Dermot is the millennial’s Daniel O’Donnell. Like Daniel, he’s so wholesome, you could butter him and make cheese sandwiches with him. You may love him or loathe him – and judging by the Twitter reaction there are plenty of us who do both – but you know he’s the kind of guy you could have brought to your debs , even if he’d insist on telling your the brutal truth about your €300 dress (namely, “I told you you should have gone for the €800 one”).

But, for all his notions about bathtubs-with-views – I mean, honestly – your family would adore him: your auntie Pat could talk optimum utility room dimensions to him all night long, and he wouldn’t be the kind of guy to run off with the captain of the school hockey team.

In every programme involving Dermot Bannon, there’s a moment when the narrative reaches Peak Dermot. On Sunday night, we it came when he found himself confronted with the “wave house”, an experimental LA home – gasp! – not designed by an architect.

“When I hear ‘not designed by an architect’, I immediately hear ‘oh, I operated on my knee myself’,” he sniffs.
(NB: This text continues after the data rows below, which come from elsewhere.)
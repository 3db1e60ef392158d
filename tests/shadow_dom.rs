// Declarative shadow DOM parsing and slot assignment.

use slotquery::dom::{
  compute_slot_assignment, enumerate_dom_ids, parse_html, DomNode, DomNodeType, ShadowRootMode,
};
use std::collections::HashMap;

fn find_by_id<'a>(node: &'a DomNode, id: &str) -> Option<&'a DomNode> {
  if node.get_attribute_ref("id") == Some(id) {
    return Some(node);
  }
  for child in &node.children {
    if let Some(found) = find_by_id(child, id) {
      return Some(found);
    }
  }
  None
}

fn find_shadow_root(node: &DomNode) -> Option<&DomNode> {
  match node.node_type {
    DomNodeType::ShadowRoot { .. } => Some(node),
    _ => node.children.iter().find_map(find_shadow_root),
  }
}

fn build_id_lookup<'a>(
  node: &'a DomNode,
  ids: &HashMap<*const DomNode, usize>,
  out: &mut HashMap<usize, &'a DomNode>,
) {
  if let Some(id) = ids.get(&(node as *const DomNode)) {
    out.insert(*id, node);
  }
  for child in &node.children {
    build_id_lookup(child, ids, out);
  }
}

fn assigned_ids_of<'a>(
  dom: &'a DomNode,
  slot: &DomNode,
  ids: &HashMap<*const DomNode, usize>,
) -> Vec<&'a str> {
  let assignments = compute_slot_assignment(dom);
  let mut lookup = HashMap::new();
  build_id_lookup(dom, ids, &mut lookup);
  let slot_id = *ids.get(&(slot as *const DomNode)).expect("slot id");
  assignments
    .slot_to_nodes
    .get(&slot_id)
    .cloned()
    .unwrap_or_default()
    .iter()
    .filter_map(|id| lookup.get(id).and_then(|n| n.get_attribute_ref("id")))
    .collect()
}

#[test]
fn declarative_shadow_dom_attaches_shadow_root() {
  let html = "<div id='host'><template shadowroot=\"open\"><span id='shadow'><slot id='s'></slot></span></template><p id='light'>Light</p></div>";
  let dom = parse_html(html).expect("parse html");
  let ids = enumerate_dom_ids(&dom);

  let host = find_by_id(&dom, "host").expect("host element");
  assert_eq!(
    host.children.len(),
    2,
    "host should expose shadow root and retain light DOM children"
  );

  let shadow_root = find_shadow_root(host).expect("shadow root child");
  match shadow_root.node_type {
    DomNodeType::ShadowRoot { mode, .. } => assert_eq!(mode, ShadowRootMode::Open),
    _ => panic!("expected shadow root child"),
  }

  let slot = find_by_id(shadow_root, "s").expect("slot in shadow root");
  assert_eq!(assigned_ids_of(&dom, slot, &ids), vec!["light"]);
}

#[test]
fn slot_uses_fallback_when_unassigned() {
  let html =
    "<div id='host'><template shadowroot='closed'><slot id='slot'>fallback</slot></template></div>";
  let dom = parse_html(html).expect("parse html");
  let ids = enumerate_dom_ids(&dom);
  let assignments = compute_slot_assignment(&dom);

  let host = find_by_id(&dom, "host").expect("host element");
  let shadow_root = host.children.first().expect("shadow root");
  match shadow_root.node_type {
    DomNodeType::ShadowRoot { mode, .. } => assert_eq!(mode, ShadowRootMode::Closed),
    _ => panic!("expected shadow root"),
  }

  let slot = find_by_id(shadow_root, "slot").expect("slot element");
  let slot_id = *ids.get(&(slot as *const DomNode)).expect("slot id");
  assert!(
    !assignments.slot_to_nodes.contains_key(&slot_id),
    "slot should be unassigned"
  );
  assert!(slot.children.iter().any(
    |c| matches!(c.node_type, DomNodeType::Text { ref content } if content.contains("fallback"))
  ));
}

#[test]
fn named_slots_receive_matching_light_dom() {
  let html = "<div id='host'><template shadowroot='open'><slot name='title' id='title-slot'></slot><slot id='default-slot'></slot></template><span slot='title' id='title'>Title</span><span id='body'>Body</span></div>";
  let dom = parse_html(html).expect("parse html");
  let ids = enumerate_dom_ids(&dom);
  let host = find_by_id(&dom, "host").expect("host element");
  let shadow_root = host.children.first().expect("shadow root");

  let title_slot = find_by_id(shadow_root, "title-slot").expect("title slot");
  assert_eq!(assigned_ids_of(&dom, title_slot, &ids), vec!["title"]);

  let default_slot = find_by_id(shadow_root, "default-slot").expect("default slot");
  assert_eq!(assigned_ids_of(&dom, default_slot, &ids), vec!["body"]);
}

#[test]
fn assignment_maps_record_forward_and_reverse_lookups() {
  let html = "<div id='host'><template shadowroot='open'><slot name='title' id='title-slot'></slot><slot id='default-slot'></slot></template><span slot='title' id='title'>Title</span><span id='body'>Body</span></div>";
  let dom = parse_html(html).expect("parse html");
  let ids = enumerate_dom_ids(&dom);
  let assignments = compute_slot_assignment(&dom);
  let host = find_by_id(&dom, "host").expect("host element");
  let shadow_root = host.children.first().expect("shadow root");

  let node_id = |node: &DomNode| *ids.get(&(node as *const DomNode)).expect("enumerated id");
  let shadow_root_id = node_id(shadow_root);
  let title_slot_id = node_id(find_by_id(shadow_root, "title-slot").expect("title slot"));
  let title_id = node_id(find_by_id(&dom, "title").expect("title span"));
  let body_id = node_id(find_by_id(&dom, "body").expect("body span"));

  let slots = assignments
    .shadow_to_slots
    .get(&shadow_root_id)
    .expect("shadow root has slot entries");
  assert_eq!(slots.get("title"), Some(&vec![title_id]));
  assert_eq!(slots.get(""), Some(&vec![body_id]));

  let back = assignments
    .node_to_slot
    .get(&title_id)
    .expect("assigned node has a reverse entry");
  assert_eq!(back.slot_name, "title");
  assert_eq!(back.slot_node_id, title_slot_id);
  assert_eq!(back.shadow_root_id, shadow_root_id);
}

#[test]
fn unmatched_named_content_falls_back_to_default_slot() {
  let html = "<div id='host'><template shadowroot='open'><slot id='default-slot'></slot></template><span slot='missing' id='named'>Named</span><span id='plain'>Plain</span></div>";
  let dom = parse_html(html).expect("parse html");
  let ids = enumerate_dom_ids(&dom);
  let host = find_by_id(&dom, "host").expect("host element");
  let shadow_root = host.children.first().expect("shadow root");

  let default_slot = find_by_id(shadow_root, "default-slot").expect("default slot");
  assert_eq!(
    assigned_ids_of(&dom, default_slot, &ids),
    vec!["named", "plain"]
  );
}

#[test]
fn svg_template_is_not_declarative_shadow_dom() {
  let html = "<svg id='icon'><template shadowroot='open'><text>ignored</text></template></svg>";
  let dom = parse_html(html).expect("parse html");

  let svg = find_by_id(&dom, "icon").expect("svg element");
  assert!(
    find_shadow_root(svg).is_none(),
    "Templates in the SVG namespace should not attach shadow roots"
  );
}

#[test]
fn first_template_wins_for_multiple_declarative_shadow_roots() {
  let html = "<div id='host'><template shadowroot='open'><div id='first'>first</div></template><template shadowroot='closed'><div id='second'>second</div></template></div>";
  let dom = parse_html(html).expect("parse html");

  let host = find_by_id(&dom, "host").expect("host element");
  assert_eq!(
    host.children.len(),
    2,
    "host retains light DOM children alongside the attached shadow root"
  );

  let shadow_root = find_shadow_root(host).expect("shadow root child");
  match shadow_root.node_type {
    DomNodeType::ShadowRoot { mode, .. } => assert_eq!(mode, ShadowRootMode::Open),
    _ => panic!("expected shadow root child"),
  }

  assert!(
    find_by_id(shadow_root, "first").is_some(),
    "first template content should populate the shadow root"
  );
  assert!(
    find_by_id(shadow_root, "second").is_none(),
    "subsequent templates should not populate the shadow root"
  );
}

#[test]
fn nested_default_slot_in_fallback_prefers_outer_slot() {
  let html = "<div id='host'><template shadowroot='open'><slot id='outer'><div><slot id='inner'></slot></div></slot></template><span id='light'>X</span></div>";
  let dom = parse_html(html).expect("parse html");
  let ids = enumerate_dom_ids(&dom);
  let assignments = compute_slot_assignment(&dom);
  let host = find_by_id(&dom, "host").expect("host element");
  let shadow_root = host.children.first().expect("shadow root");

  let outer_slot = find_by_id(shadow_root, "outer").expect("outer slot");
  assert_eq!(assigned_ids_of(&dom, outer_slot, &ids), vec!["light"]);

  let inner_slot = find_by_id(shadow_root, "inner").expect("inner slot");
  let inner_slot_id = *ids.get(&(inner_slot as *const DomNode)).expect("inner id");
  assert!(
    !assignments.slot_to_nodes.contains_key(&inner_slot_id),
    "fallback subtree should be ignored when the outer slot is assigned"
  );
}

#[test]
fn nested_named_slots_in_fallback_receive_assignments_when_outer_is_unassigned() {
  let html = "<div id='host'><template shadowroot='open'><slot name='outer' id='outer'><slot name='inner' id='inner'></slot></slot></template><span slot='inner' id='light-inner'>Y</span></div>";
  let dom = parse_html(html).expect("parse html");
  let ids = enumerate_dom_ids(&dom);
  let assignments = compute_slot_assignment(&dom);
  let host = find_by_id(&dom, "host").expect("host element");
  let shadow_root = host.children.first().expect("shadow root");

  let outer_slot = find_by_id(shadow_root, "outer").expect("outer slot");
  let outer_slot_id = *ids.get(&(outer_slot as *const DomNode)).expect("outer id");
  assert!(
    !assignments.slot_to_nodes.contains_key(&outer_slot_id),
    "outer slot should retain fallback when unassigned"
  );

  let inner_slot = find_by_id(shadow_root, "inner").expect("inner slot");
  assert_eq!(assigned_ids_of(&dom, inner_slot, &ids), vec!["light-inner"]);
}

#[test]
fn nested_shadow_roots_are_assigned_independently() {
  // The inner host's shadow tree must not capture the outer host's light DOM:
  // each shadow root slots only its own host's children.
  let html = "<div id='outer'><template shadowroot='open'><div id='inner'><template shadowroot='open'><slot id='inner-slot'></slot></template><slot id='outer-slot'></slot></div></template><span id='content'>Hi</span></div>";
  let dom = parse_html(html).expect("parse html");
  let ids = enumerate_dom_ids(&dom);
  let assignments = compute_slot_assignment(&dom);

  let outer_slot = find_by_id(&dom, "outer-slot").expect("outer slot");
  assert_eq!(assigned_ids_of(&dom, outer_slot, &ids), vec!["content"]);

  let inner_slot = find_by_id(&dom, "inner-slot").expect("inner slot");
  let inner_slot_id = *ids.get(&(inner_slot as *const DomNode)).expect("inner id");
  let assigned = assignments
    .slot_to_nodes
    .get(&inner_slot_id)
    .cloned()
    .unwrap_or_default();
  assert_eq!(
    assigned.len(),
    1,
    "inner slot receives the inner host's light child (the outer slot element)"
  );
}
Once inside, though, Dermot is won over by the art installation shower, the sensible integrated fridge and the owner’s tactile walls. Let’s face it, Dermot has never met an experimental wall covering he didn’t like.

But the joy of Dermot is that, underneath all the guff about tile finishes, he's as lovably awkward as any Irish person who grew up in pre-Celtic Tiger Ireland when they find themselves in the company of the super rich.

In Sunday’s programme, he wondered about whether Julie might get bears in her kitchen, and the wisdom of having to walk outside to get to your bedroom. “What happens when it’s lashing rain?” he asks, voicing the questions that literally no-one has ever asked Julie before, neither bears nor rain being something LA residents spend too much time worrying about.

As much as Dermot might spectacularly lose the run of himself over gold houses in the desert and in-kitchen swimming pools, he hasn’t forgotten his roots as the son of an Irish home economics teacher. He was visibly put out when an Irish builder showed him an unused $3,000 bathtub that had to be thrown out because it “looked too cheap”, and confessed to having previously dumped brand new $20,000 kitchens. You can imagine that the next Bannon family holiday might be spent skip diving in LA.

As the builder tells him about the “Botox rooms” and in-house igloos he has previously built, Dermot’s thoughts turn to where you’d dry the school uniforms in a place like this, and whether those glass doors would be letting in draughts. “I suppose if you’re spending this on it, you’re not going to be worried about leaving on the immersion,” he chuckles, equal parts impressed and shocked.

And that’s why Dermot is the nation’s sweetheart.